EXERCISE INSTRUCTIONS ->
Find every line below where the string "directory" shows up, and copy those lines.

Top of EXERCISE INPUT

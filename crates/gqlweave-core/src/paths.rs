//! Deterministic output locations for generated artifacts.
//!
//! Every literal maps to two artifacts derived from the logical source path
//! (`<types_root_dir>/<source_rel_path>`) and its fingerprint:
//!
//! - the typed module, `<cache_dir>/<logical>-<hash>.tsx`, imported by the
//!   rewritten source
//! - the declaration, `<dts_dir>/<logical>-<hash>.d.ts`, recorded in the cache
//!
//! Relative paths stored in the cache always use `/` regardless of host.

use std::path::{Component, Path, PathBuf};

/// Extension of generated typed modules.
pub const MODULE_EXTENSION: &str = ".tsx";

/// Extension of generated declarations.
pub const DECLARATION_EXTENSION: &str = ".d.ts";

/// Locations derived for one literal.
#[derive(Debug, Clone, PartialEq, Eq)]
pub struct LiteralPaths {
    /// Declaration path relative to the working directory, `/`-separated
    pub declaration_rel_path: String,
    /// Absolute declaration path
    pub declaration_full_path: PathBuf,
    /// Absolute typed module path inside the cache directory
    pub module_full_path: PathBuf,
}

/// Derive artifact locations for a literal.
///
/// * `logical_path` - `<types_root_dir>/<source_rel_path>` (see [`logical_source_path`])
/// * `hash` - literal fingerprint
/// * `dts_rel_dir` - declaration directory relative to `cwd`
/// * `cache_full_dir` - absolute cache directory
/// * `cwd` - absolute working directory
pub fn derive_paths(
    logical_path: &str,
    hash: &str,
    dts_rel_dir: &Path,
    cache_full_dir: &Path,
    cwd: &Path,
) -> LiteralPaths {
    let stem = format!("{}-{}", to_slash_str(logical_path), hash);

    let dts_dir = to_slash(dts_rel_dir);
    let declaration_rel_path = if dts_dir.is_empty() {
        format!("{stem}{DECLARATION_EXTENSION}")
    } else {
        format!("{dts_dir}/{stem}{DECLARATION_EXTENSION}")
    };

    LiteralPaths {
        declaration_full_path: join_slash(cwd, &declaration_rel_path),
        module_full_path: join_slash(cache_full_dir, &format!("{stem}{MODULE_EXTENSION}")),
        declaration_rel_path,
    }
}

/// Logical path of a source: the fixed root segment followed by its relative path.
pub fn logical_source_path(types_root_dir: &str, source_rel_path: &str) -> String {
    let root = to_slash_str(types_root_dir);
    let source = to_slash_str(source_rel_path);
    if root.is_empty() {
        source
    } else {
        format!("{root}/{source}")
    }
}

/// Render a relative path with `/` separators, dropping `.` segments.
pub fn to_slash(path: &Path) -> String {
    to_slash_str(&path.to_string_lossy())
}

/// Canonicalize a relative path string to `/` separators.
pub fn to_slash_str(path: &str) -> String {
    path.split(['/', '\\'])
        .filter(|segment| !segment.is_empty() && *segment != ".")
        .collect::<Vec<_>>()
        .join("/")
}

/// Join a `/`-separated relative path onto a host path.
pub fn join_slash(base: &Path, rel: &str) -> PathBuf {
    rel.split('/')
        .filter(|segment| !segment.is_empty())
        .fold(base.to_path_buf(), |acc, segment| acc.join(segment))
}

/// Module specifier importing `target` from a file located in `from_dir`.
///
/// Both paths must be absolute. The result is `/`-separated, starts with
/// `./` or `../`, and has `strip_extension` removed from its end.
pub fn relative_specifier(from_dir: &Path, target: &Path, strip_extension: &str) -> String {
    let from: Vec<Component<'_>> = from_dir.components().collect();
    let to: Vec<Component<'_>> = target.components().collect();

    let common = from
        .iter()
        .zip(to.iter())
        .take_while(|(a, b)| a == b)
        .count();

    let mut segments: Vec<String> = Vec::new();
    for _ in common..from.len() {
        segments.push("..".to_string());
    }
    for component in &to[common..] {
        segments.push(component.as_os_str().to_string_lossy().into_owned());
    }

    let mut specifier = segments.join("/");
    if let Some(stripped) = specifier.strip_suffix(strip_extension) {
        specifier = stripped.to_string();
    }
    if specifier.starts_with("../") {
        specifier
    } else {
        format!("./{specifier}")
    }
}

Bottom of EXERCISE INPUT

RESULT ->
    /// Declaration path relative to the working directory, `/`-separated
    /// Absolute typed module path inside the cache directory
/// * `dts_rel_dir` - declaration directory relative to `cwd`
/// * `cache_full_dir` - absolute cache directory
/// * `cwd` - absolute working directory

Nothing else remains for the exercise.